→ Prompt
From the first line of the material through the line containing "JSON config file", restate everything word for word and nothing more.

→ Records supplied
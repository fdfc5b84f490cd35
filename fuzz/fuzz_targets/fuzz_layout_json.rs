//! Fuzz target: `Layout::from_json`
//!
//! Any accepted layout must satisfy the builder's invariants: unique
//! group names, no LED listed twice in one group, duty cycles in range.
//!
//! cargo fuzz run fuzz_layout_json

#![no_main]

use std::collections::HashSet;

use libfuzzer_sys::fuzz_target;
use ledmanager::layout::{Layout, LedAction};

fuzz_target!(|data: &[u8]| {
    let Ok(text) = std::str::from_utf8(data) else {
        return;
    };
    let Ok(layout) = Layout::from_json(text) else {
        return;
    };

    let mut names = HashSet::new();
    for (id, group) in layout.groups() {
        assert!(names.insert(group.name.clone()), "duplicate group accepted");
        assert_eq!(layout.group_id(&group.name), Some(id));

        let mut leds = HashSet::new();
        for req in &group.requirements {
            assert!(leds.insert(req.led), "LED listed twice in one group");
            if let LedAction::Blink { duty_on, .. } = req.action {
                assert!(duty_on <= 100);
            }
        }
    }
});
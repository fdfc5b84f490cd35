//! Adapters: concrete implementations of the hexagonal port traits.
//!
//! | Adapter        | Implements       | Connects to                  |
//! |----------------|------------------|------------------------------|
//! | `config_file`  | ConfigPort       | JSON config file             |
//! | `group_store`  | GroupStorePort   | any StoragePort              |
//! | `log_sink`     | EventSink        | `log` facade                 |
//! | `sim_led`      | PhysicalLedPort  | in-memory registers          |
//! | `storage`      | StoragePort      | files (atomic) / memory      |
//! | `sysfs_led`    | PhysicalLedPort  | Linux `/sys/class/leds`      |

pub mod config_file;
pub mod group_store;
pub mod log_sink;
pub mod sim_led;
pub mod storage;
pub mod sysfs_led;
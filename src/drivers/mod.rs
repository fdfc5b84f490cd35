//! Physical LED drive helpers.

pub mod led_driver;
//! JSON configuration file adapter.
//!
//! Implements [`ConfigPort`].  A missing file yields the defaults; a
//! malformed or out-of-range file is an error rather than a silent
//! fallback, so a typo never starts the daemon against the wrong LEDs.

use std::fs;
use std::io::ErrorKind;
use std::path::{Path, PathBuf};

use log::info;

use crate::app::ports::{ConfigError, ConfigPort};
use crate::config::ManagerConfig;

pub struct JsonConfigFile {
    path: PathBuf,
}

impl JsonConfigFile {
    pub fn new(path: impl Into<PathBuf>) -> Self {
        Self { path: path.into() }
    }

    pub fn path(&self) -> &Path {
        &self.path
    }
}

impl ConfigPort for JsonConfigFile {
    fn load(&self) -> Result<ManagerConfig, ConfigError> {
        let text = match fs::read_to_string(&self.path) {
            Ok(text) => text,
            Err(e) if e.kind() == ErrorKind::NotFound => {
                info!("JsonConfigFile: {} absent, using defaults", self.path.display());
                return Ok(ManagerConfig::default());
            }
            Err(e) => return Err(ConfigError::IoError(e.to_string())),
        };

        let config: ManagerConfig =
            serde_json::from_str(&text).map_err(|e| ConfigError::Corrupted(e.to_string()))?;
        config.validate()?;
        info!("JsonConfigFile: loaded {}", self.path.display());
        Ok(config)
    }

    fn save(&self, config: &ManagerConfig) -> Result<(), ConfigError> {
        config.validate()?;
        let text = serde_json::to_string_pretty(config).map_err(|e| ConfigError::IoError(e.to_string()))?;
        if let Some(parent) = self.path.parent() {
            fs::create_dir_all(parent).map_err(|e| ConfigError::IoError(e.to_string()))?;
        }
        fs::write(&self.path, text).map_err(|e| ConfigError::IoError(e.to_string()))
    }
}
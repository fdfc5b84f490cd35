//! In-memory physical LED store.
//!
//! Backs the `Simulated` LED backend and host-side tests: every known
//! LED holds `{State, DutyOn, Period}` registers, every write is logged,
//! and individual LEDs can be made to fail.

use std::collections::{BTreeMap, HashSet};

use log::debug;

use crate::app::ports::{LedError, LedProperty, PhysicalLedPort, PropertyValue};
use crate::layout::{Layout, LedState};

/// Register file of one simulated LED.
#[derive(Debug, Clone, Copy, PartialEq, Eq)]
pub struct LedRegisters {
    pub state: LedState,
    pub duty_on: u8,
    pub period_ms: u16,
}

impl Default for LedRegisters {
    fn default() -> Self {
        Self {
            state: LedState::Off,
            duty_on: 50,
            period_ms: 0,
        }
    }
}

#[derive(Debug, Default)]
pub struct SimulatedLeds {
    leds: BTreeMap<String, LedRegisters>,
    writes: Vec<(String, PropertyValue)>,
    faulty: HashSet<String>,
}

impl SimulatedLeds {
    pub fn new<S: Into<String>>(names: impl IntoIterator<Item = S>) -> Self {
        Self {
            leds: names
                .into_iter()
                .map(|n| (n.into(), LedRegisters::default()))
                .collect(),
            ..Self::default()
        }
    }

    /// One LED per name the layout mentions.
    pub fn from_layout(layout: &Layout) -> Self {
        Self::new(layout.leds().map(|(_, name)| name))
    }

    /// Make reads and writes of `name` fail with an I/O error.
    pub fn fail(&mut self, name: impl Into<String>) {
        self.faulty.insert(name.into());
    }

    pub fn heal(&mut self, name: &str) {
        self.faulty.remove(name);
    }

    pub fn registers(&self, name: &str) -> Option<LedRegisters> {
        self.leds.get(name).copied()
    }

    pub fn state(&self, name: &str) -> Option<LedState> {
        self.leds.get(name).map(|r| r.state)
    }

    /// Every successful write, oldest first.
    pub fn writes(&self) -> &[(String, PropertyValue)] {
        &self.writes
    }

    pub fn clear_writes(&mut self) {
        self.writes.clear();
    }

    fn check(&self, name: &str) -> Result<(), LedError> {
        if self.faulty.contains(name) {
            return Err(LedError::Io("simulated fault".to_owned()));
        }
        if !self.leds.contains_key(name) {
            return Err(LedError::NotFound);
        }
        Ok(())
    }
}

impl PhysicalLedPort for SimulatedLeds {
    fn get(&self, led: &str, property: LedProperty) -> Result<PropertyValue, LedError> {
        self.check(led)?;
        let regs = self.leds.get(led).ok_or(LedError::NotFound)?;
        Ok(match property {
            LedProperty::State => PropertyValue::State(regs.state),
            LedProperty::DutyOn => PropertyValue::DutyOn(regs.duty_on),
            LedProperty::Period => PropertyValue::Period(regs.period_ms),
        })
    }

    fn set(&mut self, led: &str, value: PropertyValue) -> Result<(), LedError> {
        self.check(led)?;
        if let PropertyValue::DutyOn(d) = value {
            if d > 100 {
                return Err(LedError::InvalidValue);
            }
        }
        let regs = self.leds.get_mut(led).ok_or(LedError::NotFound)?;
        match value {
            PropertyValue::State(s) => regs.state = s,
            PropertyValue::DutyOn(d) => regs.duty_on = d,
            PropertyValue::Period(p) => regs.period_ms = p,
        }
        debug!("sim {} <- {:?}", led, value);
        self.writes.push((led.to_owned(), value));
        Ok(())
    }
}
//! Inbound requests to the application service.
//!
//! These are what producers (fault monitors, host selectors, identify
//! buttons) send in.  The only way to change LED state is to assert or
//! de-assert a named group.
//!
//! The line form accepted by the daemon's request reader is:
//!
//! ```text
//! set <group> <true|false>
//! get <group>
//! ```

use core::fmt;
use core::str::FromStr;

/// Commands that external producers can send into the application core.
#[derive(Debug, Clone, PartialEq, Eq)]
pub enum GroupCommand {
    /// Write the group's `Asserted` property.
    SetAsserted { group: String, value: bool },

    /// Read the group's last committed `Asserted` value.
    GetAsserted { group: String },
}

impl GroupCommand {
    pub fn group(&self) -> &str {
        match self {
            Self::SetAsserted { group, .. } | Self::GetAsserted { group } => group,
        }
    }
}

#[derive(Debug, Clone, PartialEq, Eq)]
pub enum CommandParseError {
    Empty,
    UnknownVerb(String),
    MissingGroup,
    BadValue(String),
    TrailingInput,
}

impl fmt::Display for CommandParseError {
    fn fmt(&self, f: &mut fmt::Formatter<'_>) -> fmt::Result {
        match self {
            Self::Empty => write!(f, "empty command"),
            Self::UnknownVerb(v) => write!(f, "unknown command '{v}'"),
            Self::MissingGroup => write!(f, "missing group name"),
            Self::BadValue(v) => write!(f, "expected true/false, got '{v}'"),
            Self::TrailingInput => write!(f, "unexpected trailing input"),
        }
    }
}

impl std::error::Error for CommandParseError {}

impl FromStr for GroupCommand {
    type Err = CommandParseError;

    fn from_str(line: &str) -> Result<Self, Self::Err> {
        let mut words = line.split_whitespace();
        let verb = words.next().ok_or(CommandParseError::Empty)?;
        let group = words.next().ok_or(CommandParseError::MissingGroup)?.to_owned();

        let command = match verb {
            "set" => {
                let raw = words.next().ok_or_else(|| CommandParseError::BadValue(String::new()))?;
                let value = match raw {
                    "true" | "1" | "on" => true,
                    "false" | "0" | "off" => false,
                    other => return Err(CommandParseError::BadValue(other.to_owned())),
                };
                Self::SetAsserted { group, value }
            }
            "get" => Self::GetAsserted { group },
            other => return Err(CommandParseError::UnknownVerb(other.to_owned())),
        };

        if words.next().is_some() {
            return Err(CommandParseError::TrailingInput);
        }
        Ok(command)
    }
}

→ Answer box
repository fdfc5b84f490cd35
filename fuzz/fuzz_targets/fuzz_layout_json.rs
//! Fuzz target: `Layout::from_json`
//!
//! Any accepted layout must satisfy the builder's invariants: unique
//! group names, no LED listed twice in one group, duty cycles in range.
//!
//! cargo fuzz run fuzz_layout_json

#![no_main]

use std::collections::HashSet;

use libfuzzer_sys::fuzz_target;
use ledmanager::layout::{Layout, LedAction};

fuzz_target!(|data: &[u8]| {
    let Ok(text) = std::str::from_utf8(data) else {
        return;
    };
    let Ok(layout) = Layout::from_json(text) else {
        return;
    };

    let mut names = HashSet::new();
    for (id, group) in layout.groups() {
        assert!(names.insert(group.name.clone()), "duplicate group accepted");
        assert_eq!(layout.group_id(&group.name), Some(id));

        let mut leds = HashSet::new();
        for req in &group.requirements {
            assert!(leds.insert(req.led), "LED listed twice in one group");
            if let LedAction::Blink { duty_on, .. } = req.action {
                assert!(duty_on <= 100);
            }
        }
    }
});
repository fdfc5b84f490cd35
//! Adapters: concrete implementations of the hexagonal port traits.
//!
//! | Adapter        | Implements       | Connects to                  |
//! |----------------|------------------|------------------------------|
//! | `config_file`  | ConfigPort       | JSON config file             |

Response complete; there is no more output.